Nuestro país demostró en 1978 haber aprendido la lección: la estabilidad lograda con tesón y determinación desde entonces no se asemeja en nada a las décadas que siguieron a nuestra primera experiencia constitucional aprobada por el pueblo en 1812 en las Cortes de Cádiz. A pesar de lo que suele ocurrir, la Historia no se repitió. Los derechos y libertades emanados de la Carta Magna de 1978 están ahí, intactos, y el resultado es palpable.

Fue, en suma, un salto cualitativo, un texto que supo estar a la altura de aquellos años y, por supuesto, donde sigue cabiendo absolutamente todo el mundo a día de hoy.

La Carta Magna actual nos ha hecho progresar y, sin duda alguna, continúa siendo el marco idóneo para avanzar en los desafíos de los próximos años y décadas.

La Constitución Española ha de ser el marco válido y un referente para salir de la crisis. Y no solo por las leyes parlamentarias basadas en la Carta Magna, algunas intactas y otras, reformadas en todo este periplo. Sino porque el espíritu de unidad social que dio paso a la Constitución es el que debe alumbrar el camino para salir del túnel, todos juntos y remando en la misma dirección. Aportando ideas, sabiendo escuchar, siendo generosos y sumando esfuerzos. Apelando a aquello que nos hizo grandes tras la caída del régimen franquista.

Señoras y señores, voy terminando con un último mensaje: Deseo de corazón que todos los españoles, tengan la edad que tengan y vivan donde vivan, se sientan orgullosos de este pueblo valiente y emprendedor, de sus antepasados y de los que están por venir y, sobre todo, se sientan orgullosos de aquella generación de legisladores que supieron aparcar sus enormes diferencias ideológicas para construir, juntos, un edificio común.

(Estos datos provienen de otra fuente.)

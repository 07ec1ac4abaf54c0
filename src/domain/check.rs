//! Check-related domain types.
//!
//! A check is one guardrail run against a query or a model response. Every
//! detector outcome, however it failed, is normalized into a [`CheckResult`].

use std::time::Duration;

use serde::{Deserialize, Serialize};

/// Which pipeline stage a check belongs to.
#[derive(Debug, Clone, Copy, PartialEq, Eq, Hash, Serialize, Deserialize)]
#[serde(rename_all = "snake_case")]
pub enum StageKind {
    /// Checks run against the user query, before any model call.
    Input,
    /// Checks run against the model response plus retrieved evidence.
    Output,
}

impl std::fmt::Display for StageKind {
    fn fmt(&self, f: &mut std::fmt::Formatter<'_>) -> std::fmt::Result {
        match self {
            StageKind::Input => write!(f, "input"),
            StageKind::Output => write!(f, "output"),
        }
    }
}

/// Normalized verdict of a single check.
#[derive(Debug, Clone, Copy, PartialEq, Eq, Serialize, Deserialize)]
#[serde(rename_all = "snake_case")]
pub enum Verdict {
    /// The condition the check tests for is absent.
    Pass,
    /// The condition was detected.
    Fail,
    /// Something was noticed but below the check's own failure bar.
    Warn,
    /// The detector itself failed; no signal available.
    Error,
    /// The detector did not return in time; no signal available.
    Timeout,
}

impl Verdict {
    /// Error and Timeout results carry no signal and do not participate
    /// in trust aggregation.
    pub fn signal_available(&self) -> bool {
        !matches!(self, Verdict::Error | Verdict::Timeout)
    }
}

impl std::fmt::Display for Verdict {
    fn fmt(&self, f: &mut std::fmt::Formatter<'_>) -> std::fmt::Result {
        match self {
            Verdict::Pass => write!(f, "pass"),
            Verdict::Fail => write!(f, "fail"),
            Verdict::Warn => write!(f, "warn"),
            Verdict::Error => write!(f, "error"),
            Verdict::Timeout => write!(f, "timeout"),
        }
    }
}

/// Configured severity of a check, independent of its numeric signal.
#[derive(Debug, Clone, Copy, PartialEq, Eq, PartialOrd, Ord, Serialize, Deserialize)]
#[serde(rename_all = "snake_case")]
pub enum Severity {
    Low,
    Medium,
    High,
    Critical,
}

impl Severity {
    /// Only High and Critical failures can trigger a stage short-circuit.
    pub fn can_block(&self) -> bool {
        matches!(self, Severity::High | Severity::Critical)
    }
}

impl std::fmt::Display for Severity {
    fn fmt(&self, f: &mut std::fmt::Formatter<'_>) -> std::fmt::Result {
        match self {
            Severity::Low => write!(f, "low"),
            Severity::Medium => write!(f, "medium"),
            Severity::High => write!(f, "high"),
            Severity::Critical => write!(f, "critical"),
        }
    }
}

/// A retrieved evidence snippet supporting (or contradicting) a response.
#[derive(Debug, Clone, PartialEq, Serialize, Deserialize)]
pub struct Evidence {
    /// Where the snippet came from (document id, URL, ...).
    pub source: String,
    /// The snippet text.
    pub text: String,
}

impl Evidence {
    pub fn new(source: impl Into<String>, text: impl Into<String>) -> Self {
        Self {
            source: source.into(),
            text: text.into(),
        }
    }
}

/// Read-only view handed to every detector in a stage.
///
/// Input-stage checks see only the query; output-stage checks additionally
/// see the retrieved evidence and the model response.
#[derive(Debug, Clone, Serialize, Deserialize)]
pub struct CheckInput {
    /// The user query text.
    pub query: String,
    /// Evidence snippets from the retriever (empty = no evidence).
    pub evidence: Vec<Evidence>,
    /// The model response text; absent for input-stage checks.
    pub response: Option<String>,
}

impl CheckInput {
    /// View for the input stage: query only.
    pub fn for_input(query: impl Into<String>) -> Self {
        Self {
            query: query.into(),
            evidence: Vec::new(),
            response: None,
        }
    }

    /// View for the output stage: query, evidence, and response.
    pub fn for_output(
        query: impl Into<String>,
        evidence: Vec<Evidence>,
        response: impl Into<String>,
    ) -> Self {
        Self {
            query: query.into(),
            evidence,
            response: Some(response.into()),
        }
    }
}

/// Normalized output of one detector run.
#[derive(Debug, Clone, Serialize, Deserialize)]
pub struct CheckResult {
    /// Identifier of the check, unique within its stage configuration.
    pub check_id: String,
    /// Normalized verdict.
    pub verdict: Verdict,
    /// Check-specific score in [0,1]; None for Error/Timeout.
    pub signal: Option<f64>,
    /// Configured severity of the check.
    pub severity: Severity,
    /// Opaque payload for audit; not interpreted by the core.
    pub detail: serde_json::Value,
    /// Wall time the check took (or was allowed to take).
    pub elapsed: Duration,
}

impl CheckResult {
    /// Whether this result can trigger a stage short-circuit, given the
    /// check's configured short_circuit flag.
    pub fn triggers_block(&self, short_circuit: bool) -> bool {
        short_circuit && self.verdict == Verdict::Fail && self.severity.can_block()
    }
}

/// Immutable record of one stage's execution.
///
/// Constructed once by the stage runner; every downstream component holds it
/// read-only.
#[derive(Debug, Clone, Serialize, Deserialize)]
pub struct StageReport {
    /// Which stage this report covers.
    pub stage: StageKind,
    /// Results in configured check order, regardless of completion order.
    pub results: Vec<CheckResult>,
    /// True if any result triggered a hard short-circuit.
    pub blocked: bool,
    /// check_id of the first blocking check by configured order.
    pub block_reason: Option<String>,
    /// Total wall time for the stage.
    pub stage_elapsed: Duration,
}

impl StageReport {
    /// An empty report for a stage that never ran (e.g. run deadline hit
    /// before the stage started).
    pub fn empty(stage: StageKind) -> Self {
        Self {
            stage,
            results: Vec::new(),
            blocked: false,
            block_reason: None,
            stage_elapsed: Duration::ZERO,
        }
    }

    /// Look up a result by check id.
    pub fn result(&self, check_id: &str) -> Option<&CheckResult> {
        self.results.iter().find(|r| r.check_id == check_id)
    }
}
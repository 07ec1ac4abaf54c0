//! PII detection.
//!
//! Regex recognizers for common personally identifiable information. Scans
//! the model response when present (output stage), otherwise the query.
//! The audit detail names the kinds found, never the matched text.

use async_trait::async_trait;
use regex::Regex;

use crate::domain::CheckInput;
use crate::engine::{Detector, RawVerdict};
use crate::error::{DetectorError, GateError, GateResult};

const PII_PATTERNS: &[(&str, &str)] = &[
    (
        "email",
        r"\b[A-Za-z0-9._%+-]+@[A-Za-z0-9.-]+\.[A-Za-z]{2,}\b",
    ),
    (
        "phone",
        r"\b(\+\d{1,2}\s?)?\(?\d{3}\)?[\s.\-]?\d{3}[\s.\-]?\d{4}\b",
    ),
    ("ssn", r"\b\d{3}-\d{2}-\d{4}\b"),
    ("credit_card", r"\b(?:\d{4}[- ]?){3}\d{4}\b"),
];

/// Regex-based PII recognizer.
pub struct PiiDetector {
    patterns: Vec<(&'static str, Regex)>,
}

impl PiiDetector {
    pub fn new() -> GateResult<Self> {
        let patterns = PII_PATTERNS
            .iter()
            .map(|&(kind, pattern)| {
                Regex::new(pattern)
                    .map(|re| (kind, re))
                    .map_err(|e| GateError::Config(format!("bad PII pattern '{}': {}", kind, e)))
            })
            .collect::<GateResult<Vec<_>>>()?;
        Ok(Self { patterns })
    }
}

#[async_trait]
impl Detector for PiiDetector {
    fn name(&self) -> &str {
        "pii"
    }

    async fn detect(&self, input: &CheckInput) -> Result<RawVerdict, DetectorError> {
        let text = input.response.as_deref().unwrap_or(&input.query);

        let mut kinds = Vec::new();
        let mut total_matches = 0usize;
        for (kind, pattern) in &self.patterns {
            let count = pattern.find_iter(text).count();
            if count > 0 {
                kinds.push(*kind);
                total_matches += count;
            }
        }

        if kinds.is_empty() {
            return Ok(RawVerdict::pass(0.0));
        }

        // Each additional distinct kind raises the signal.
        let signal = (0.6 + 0.2 * (kinds.len() as f64 - 1.0)).min(1.0);
        let detail = serde_json::json!({
            "kinds": kinds,
            "match_count": total_matches,
        });

        Ok(RawVerdict::fail(signal, detail))
    }
}
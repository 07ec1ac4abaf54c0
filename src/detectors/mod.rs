//! Built-in detector implementations.
//!
//! Each detector implements the engine's `Detector` trait and is selected by
//! a `DetectorKind` in the check registry. The orchestration core never
//! depends on any concrete detector; new ones plug in through the same
//! factory.

mod contradiction;
mod grounding;
mod jailbreak;
mod pii;
mod relevance;
mod text;

pub use contradiction::ContradictionChecker;
pub use grounding::GroundingScorer;
pub use jailbreak::JailbreakDetector;
pub use pii::PiiDetector;
pub use relevance::RelevanceJudge;

use std::sync::Arc;

use crate::config::DetectorKind;
use crate::engine::Detector;
use crate::error::GateResult;

/// Instantiate the detector behind a registry entry.
pub fn build(kind: DetectorKind) -> GateResult<Arc<dyn Detector>> {
    Ok(match kind {
        DetectorKind::Jailbreak => Arc::new(JailbreakDetector::new()?),
        DetectorKind::Pii => Arc::new(PiiDetector::new()?),
        DetectorKind::Grounding => Arc::new(GroundingScorer),
        DetectorKind::Contradiction => Arc::new(ContradictionChecker),
        DetectorKind::Relevance => Arc::new(RelevanceJudge),
    })
}

#[cfg(test)]
mod tests {
    use super::*;

    #[test]
    fn test_every_kind_builds() {
        for kind in [
            DetectorKind::Jailbreak,
            DetectorKind::Pii,
            DetectorKind::Grounding,
            DetectorKind::Contradiction,
            DetectorKind::Relevance,
        ] {
            assert!(build(kind).is_ok());
        }
    }
}
pub mod models;
pub mod repository;

pub use repository::AuditRepository;
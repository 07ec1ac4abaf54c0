//! Upstream collaborators: the retriever and the model call.
//!
//! The pipeline consumes these through traits only. Failures surface as
//! `GateError::Upstream` and are mapped by the orchestrator to a
//! conservative terminal decision, never to Accept.

mod memory;
mod openrouter;

pub use memory::{CannedModel, MemoryRetriever};
pub use openrouter::OpenRouterModel;

use async_trait::async_trait;

use crate::domain::Evidence;
use crate::error::GateResult;

/// Fetches evidence snippets for a query.
///
/// An empty result means "no evidence", not an error.
#[async_trait]
pub trait Retriever: Send + Sync {
    async fn retrieve(&self, query: &str) -> GateResult<Vec<Evidence>>;
}

/// Produces a response text for a query plus its evidence.
#[async_trait]
pub trait ModelClient: Send + Sync {
    async fn complete(&self, query: &str, evidence: &[Evidence]) -> GateResult<String>;
}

Un edificio democrático con sólidos pilares, pero fuste flexible, en el que todos fuésemos bienvenidos y respetados, aun dentro de la diversidad de pensamiento y con todos los mecanismos a su alcance para seguir aportando ideas y propuestas útiles en el marco de la más próspera convivencia.

Para terminar, quiero dar las gracias de corazón a todos los aquí presentes y desearles un muy feliz Día de la Constitución.

¡Viva España! ¡Viva Andalucía! ¡Viva Alhaurín de la Torre! ¡Viva la Constitución!